Here, red oak is generally most competitive on south-facing slopes and sites with thin or droughty soil. Driving on I-89 along the Winooski River in the late fall, once the leaves of most species of trees have dropped, the rusty foliage of red oaks blankets south-facing slopes. These warm, dry sites often feature red oak as a dominant tree species along with American beech, red maple and eastern hemlock. Red oak can also thrive on lower slopes in the Champlain Valley, co-existing with species like sugar maple and white ash, but is generally less competitive as soils become wetter, cooler and more enriched.
Red oak acorns are an important source of food for deer, black bear, squirrels, turkeys and other wildlife species. These energy-packed nuts help animals build up their reserves going into winter, and good “acorn years” (also called “mast years”) are linked to population increases in many different wildlife species. Red oak is also a valuable resource for humans, providing high-quality firewood and beautiful lumber.
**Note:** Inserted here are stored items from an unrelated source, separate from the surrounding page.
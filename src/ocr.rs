//! OCR page pipeline for scanned documents.
//!
//! Pages are rendered one at a time into their own scratch directory, enhanced,
//! and recognised. A page that fails is counted and skipped; it never aborts the
//! rest of the document.

use std::path::{Path, PathBuf};
use std::process::Command;

use image::{imageops, DynamicImage, GrayImage};
use serde::{Deserialize, Serialize};
use thiserror::Error;
use tracing::{debug, info, warn};

pub const MIN_DPI: u32 = 72;

#[derive(Debug, Error)]
pub enum OcrError {
    #[error("{0} not available")]
    NotAvailable(String),
    #[error("cannot open document: {0}")]
    Open(String),
    #[error("render failed on page {page}: {message}")]
    Render { page: u32, message: String },
    #[error("recognition failed: {0}")]
    Recognize(String),
    #[error(transparent)]
    Io(#[from] std::io::Error),
    #[error(transparent)]
    Image(#[from] image::ImageError),
}

#[derive(Debug, Clone, PartialEq, Serialize, Deserialize)]
#[serde(default)]
pub struct OcrConfig {
    pub dpi: u32,
    /// Primary recognition language; recognition falls back to the default model.
    pub lang: String,
    /// 1.0 leaves the image unchanged; 1.5 is a 50% boost.
    pub contrast: f32,
    pub sharpness: f32,
    /// Scanned documents with fewer native words than this are sent to OCR.
    pub min_native_words: usize,
}

impl Default for OcrConfig {
    fn default() -> Self {
        Self { dpi: 300, lang: "ind".into(), contrast: 1.5, sharpness: 1.3, min_native_words: 50 }
    }
}

/// Audit trail of one OCR run.
#[derive(Debug, Clone, PartialEq, Serialize, Deserialize)]
pub struct OcrStats {
    pub total_pages: u32,
    pub success_pages: u32,
    pub failed_pages: u32,
    pub total_chars: usize,
    pub dpi: u32,
    pub language: String,
    /// Percentage of pages that produced text, one decimal.
    pub success_rate: f64,
    pub method: String,
    #[serde(default, skip_serializing_if = "Option::is_none")]
    pub error: Option<String>,
}

impl OcrStats {
    fn empty(dpi: u32, language: &str, method: &str) -> Self {
        Self {
            total_pages: 0,
            success_pages: 0,
            failed_pages: 0,
            total_chars: 0,
            dpi,
            language: language.to_string(),
            success_rate: 0.0,
            method: method.to_string(),
            error: None,
        }
    }
}

/// A paged document that can be rasterised.
pub trait PageSource {
    fn name(&self) -> &str;
    fn page_count(&self) -> Result<u32, OcrError>;
    /// Render 1-based `page`. Temporary files go in `scratch`.
    fn render(&self, page: u32, dpi: u32, scratch: &Path) -> Result<DynamicImage, OcrError>;
}

/// Text recognition over an enhanced grayscale page.
pub trait Recognizer {
    fn name(&self) -> &str;
    /// `lang == None` runs the engine's default model.
    fn recognize(&self, image: &GrayImage, lang: Option<&str>, scratch: &Path) -> Result<String, OcrError>;
}

#[derive(Debug)]
pub enum PageOutcome {
    Recognized(String),
    Failed,
}

/// Grayscale, contrast and sharpness boost ahead of recognition.
pub fn enhance(image: &DynamicImage, contrast: f32, sharpness: f32) -> GrayImage {
    let gray = image.to_luma8();
    let gray = adjust_contrast(&gray, contrast);
    adjust_sharpness(&gray, sharpness)
}

/// Scale each pixel's distance from the mean luminance by `factor`.
fn adjust_contrast(img: &GrayImage, factor: f32) -> GrayImage {
    let raw = img.as_raw();
    if raw.is_empty() {
        return img.clone();
    }
    let sum: u64 = raw.iter().map(|&p| u64::from(p)).sum();
    let mean = (sum as f32 / raw.len() as f32 + 0.5).floor();
    let mut out = img.clone();
    for px in out.pixels_mut() {
        px.0[0] = blend(mean, f32::from(px.0[0]), factor);
    }
    out
}

/// Blend against a 3x3 smoothed copy; factors above 1.0 sharpen. Border pixels are kept.
fn adjust_sharpness(img: &GrayImage, factor: f32) -> GrayImage {
    let (w, h) = img.dimensions();
    let smooth: GrayImage = imageops::filter3x3(img, &[1.0, 1.0, 1.0, 1.0, 5.0, 1.0, 1.0, 1.0, 1.0]);
    let mut out = img.clone();
    for (x, y, px) in out.enumerate_pixels_mut() {
        if x == 0 || y == 0 || x + 1 >= w || y + 1 >= h {
            continue;
        }
        let degenerate = f32::from(smooth.get_pixel(x, y).0[0]);
        px.0[0] = blend(degenerate, f32::from(px.0[0]), factor);
    }
    out
}

fn blend(base: f32, value: f32, factor: f32) -> u8 {
    (base + (value - base) * factor).round().clamp(0.0, 255.0) as u8
}

/// Run every page of `source` through `recognizer`.
///
/// Returns the non-empty page texts joined by newlines and the run's stats.
/// Failing to open the document yields empty text with `error` set.
pub fn recognize_pages<S, R>(source: &S, recognizer: &R, config: &OcrConfig) -> (String, OcrStats)
where
    S: PageSource + ?Sized,
    R: Recognizer + ?Sized,
{
    let dpi = config.dpi.max(MIN_DPI);
    let method = format!("{} + {}", source.name(), recognizer.name());
    let mut stats = OcrStats::empty(dpi, &config.lang, &method);

    let total = match source.page_count() {
        Ok(n) => n,
        Err(err) => {
            warn!(error = %err, "ocr could not open document");
            stats.error = Some(err.to_string());
            return (String::new(), stats);
        }
    };
    stats.total_pages = total;
    info!(pages = total, dpi, "starting ocr");

    let mut chunks: Vec<String> = Vec::new();
    for page in 1..=total {
        match recognize_page(source, recognizer, config, page, dpi) {
            PageOutcome::Recognized(text) => {
                stats.success_pages += 1;
                chunks.push(text);
            }
            PageOutcome::Failed => stats.failed_pages += 1,
        }
    }

    let text = chunks.join("\n").trim().to_string();
    stats.total_chars = text.chars().count();
    stats.success_rate = if total > 0 {
        (f64::from(stats.success_pages) / f64::from(total) * 1000.0).round() / 10.0
    } else {
        0.0
    };
    info!(
        chars = stats.total_chars,
        success = stats.success_pages,
        pages = total,
        rate = stats.success_rate,
        "ocr completed"
    );
    (text, stats)
}

fn recognize_page<S, R>(source: &S, recognizer: &R, config: &OcrConfig, page: u32, dpi: u32) -> PageOutcome
where
    S: PageSource + ?Sized,
    R: Recognizer + ?Sized,
{
    // dropped at the end of this call, before the next page starts
    let scratch = match tempfile::tempdir() {
        Ok(dir) => dir,
        Err(err) => {
            warn!(page, error = %err, "no scratch directory for page");
            return PageOutcome::Failed;
        }
    };

    let image = match source.render(page, dpi, scratch.path()) {
        Ok(image) => image,
        Err(err) => {
            warn!(page, error = %err, "page render failed");
            return PageOutcome::Failed;
        }
    };
    let gray = enhance(&image, config.contrast, config.sharpness);

    let text = match recognizer.recognize(&gray, Some(config.lang.as_str()), scratch.path()) {
        Ok(text) => text,
        Err(err) => {
            debug!(page, lang = %config.lang, error = %err, "primary language failed, retrying with default model");
            match recognizer.recognize(&gray, None, scratch.path()) {
                Ok(text) => text,
                Err(err) => {
                    warn!(page, error = %err, "page recognition failed");
                    return PageOutcome::Failed;
                }
            }
        }
    };

    if text.trim().is_empty() {
        debug!(page, "page produced no text");
        return PageOutcome::Failed;
    }
    debug!(page, chars = text.chars().count(), "page recognised");
    PageOutcome::Recognized(text)
}

/// Pages of a PDF rendered with Poppler's `pdfinfo` and `pdftoppm`.
#[derive(Debug, Clone)]
pub struct PopplerPages {
    path: PathBuf,
}

impl PopplerPages {
    pub fn new(path: impl Into<PathBuf>) -> Self {
        Self { path: path.into() }
    }
}

impl PageSource for PopplerPages {
    fn name(&self) -> &str {
        "pdftoppm"
    }

    fn page_count(&self) -> Result<u32, OcrError> {
        let out = Command::new("pdfinfo").arg(&self.path).output().map_err(|e| match e.kind() {
            std::io::ErrorKind::NotFound => OcrError::NotAvailable("pdfinfo".into()),
            _ => OcrError::Io(e),
        })?;
        if !out.status.success() {
            let err = String::from_utf8_lossy(&out.stderr).trim().to_string();
            return Err(OcrError::Open(format!("{}: {}", self.path.display(), err)));
        }
        let info = String::from_utf8_lossy(&out.stdout);
        info.lines()
            .find_map(|line| line.strip_prefix("Pages:"))
            .and_then(|rest| rest.trim().parse::<u32>().ok())
            .ok_or_else(|| OcrError::Open(format!("{}: no page count", self.path.display())))
    }

    fn render(&self, page: u32, dpi: u32, scratch: &Path) -> Result<DynamicImage, OcrError> {
        let prefix = scratch.join(format!("page-{}", page));
        let out = Command::new("pdftoppm")
            .arg("-r")
            .arg(dpi.to_string())
            .arg("-f")
            .arg(page.to_string())
            .arg("-l")
            .arg(page.to_string())
            .arg("-png")
            .arg("-singlefile")
            .arg(&self.path)
            .arg(&prefix)
            .output()?;
        if !out.status.success() {
            let message = String::from_utf8_lossy(&out.stderr).trim().to_string();
            return Err(OcrError::Render { page, message });
        }
        let png = prefix.with_extension("png");
        if !png.is_file() {
            return Err(OcrError::Render { page, message: "image missing".into() });
        }
        Ok(image::open(&png)?)
    }
}

/// The `tesseract` command-line engine.
#[derive(Debug, Clone, Default)]
pub struct TesseractCli;

impl Recognizer for TesseractCli {
    fn name(&self) -> &str {
        "tesseract"
    }

    fn recognize(&self, image: &GrayImage, lang: Option<&str>, scratch: &Path) -> Result<String, OcrError> {
        let input = scratch.join("enhanced.png");
        image.save(&input)?;

        let mut cmd = Command::new("tesseract");
        cmd.arg(&input).arg("stdout");
        if let Some(lang) = lang {
            cmd.args(["-l", lang]);
        }
        let out = cmd.output().map_err(|e| match e.kind() {
            std::io::ErrorKind::NotFound => OcrError::NotAvailable("tesseract".into()),
            _ => OcrError::Io(e),
        })?;
        if !out.status.success() {
            let stderr = String::from_utf8_lossy(&out.stderr);
            return Err(OcrError::Recognize(format!("tesseract failed: {}", stderr.trim())));
        }
        Ok(String::from_utf8_lossy(&out.stdout).into_owned())
    }
}

/// OCR over the Poppler and Tesseract command-line tools, probed once.
#[derive(Debug, Clone)]
pub struct OcrPipeline {
    config: OcrConfig,
    missing: Option<String>,
}

impl OcrPipeline {
    pub const TOOLS: [&'static str; 3] = ["pdfinfo", "pdftoppm", "tesseract"];

    pub fn detect(config: OcrConfig) -> Self {
        let missing = Self::TOOLS.iter().find(|tool| which::which(tool).is_err()).map(|t| t.to_string());
        if let Some(tool) = &missing {
            warn!(tool = %tool, "ocr disabled: tool not found");
        }
        Self { config, missing }
    }

    /// A pipeline whose backend is known to be missing.
    pub fn unavailable(config: OcrConfig, tool: &str) -> Self {
        Self { config, missing: Some(tool.to_string()) }
    }

    pub fn is_available(&self) -> bool {
        self.missing.is_none()
    }

    pub fn config(&self) -> &OcrConfig {
        &self.config
    }

    /// OCR every page of the PDF at `path`. `dpi` is floored at 72.
    pub fn recognize(&self, path: &Path, dpi: u32) -> (String, OcrStats) {
        let config = OcrConfig { dpi, ..self.config.clone() };
        if let Some(tool) = &self.missing {
            let mut stats = OcrStats::empty(config.dpi.max(MIN_DPI), &config.lang, "pdftoppm + tesseract");
            stats.error = Some(OcrError::NotAvailable(tool.clone()).to_string());
            return (String::new(), stats);
        }
        recognize_pages(&PopplerPages::new(path), &TesseractCli, &config)
    }
}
Regenerating red oak is extremely challenging. The easiest method is to harness red oak’s ability to sprout prolifically from freshly cut stumps; many of our red oaks were established this way, and so are actually much older than they seem. Regenerating from seed is more difficult, as acorns are subject to intense predation. Red oak acorns take two years to develop, and only about 50 percent of them reach the forest floor as viable nuts. Once they fall, up to 98 percent of them are eaten or destroyed. Oak trees limit the populations of acorn predators by coordinating “mast years” across regions, producing a glut of seed every 2-3 years with few produced in the interim. In the heavy mast year of 2017 I buried thousands of acorns on my land, covering those lying on the ground with an 1-2 inches of soil. “Planting” acorns in this way can lower predation rates to about 50 percent.
For the lucky ones that sprout, energy-packed acorns enable young oaks to establish deep taproots. Red oak seedings are extremely shade-tolerant, able to remain in the forest’s understory with little to no direct sunlight for as long as 20 years, waiting for an opening in the canopy. During that time, they are vulnerable to deer browsing (they are one of deer’s favorites), and to being outcompeted by beech root-sprouts and invasive exotic plants. Their taproot helps them re-sprout if they are browsed, damaged or burned, but if they are repeatedly damaged they will eventually die.
Foresters and landowners, like me, who want to grow red oak must be patient and persistent. Taking a long view, working hard to recruit new red oak seedlings at every turn and timing forest management to occur on mast years is key. Steps must also be taken to protect vulnerable seedlings, limit deer browse, control invasive species and possibly control beech sprouts.
While red oak is at times challenging to manage, I still think of it as “the ultimate tree.” Its value for wildlife, its role in unique natural communities and its beautiful wood make it worth the trouble.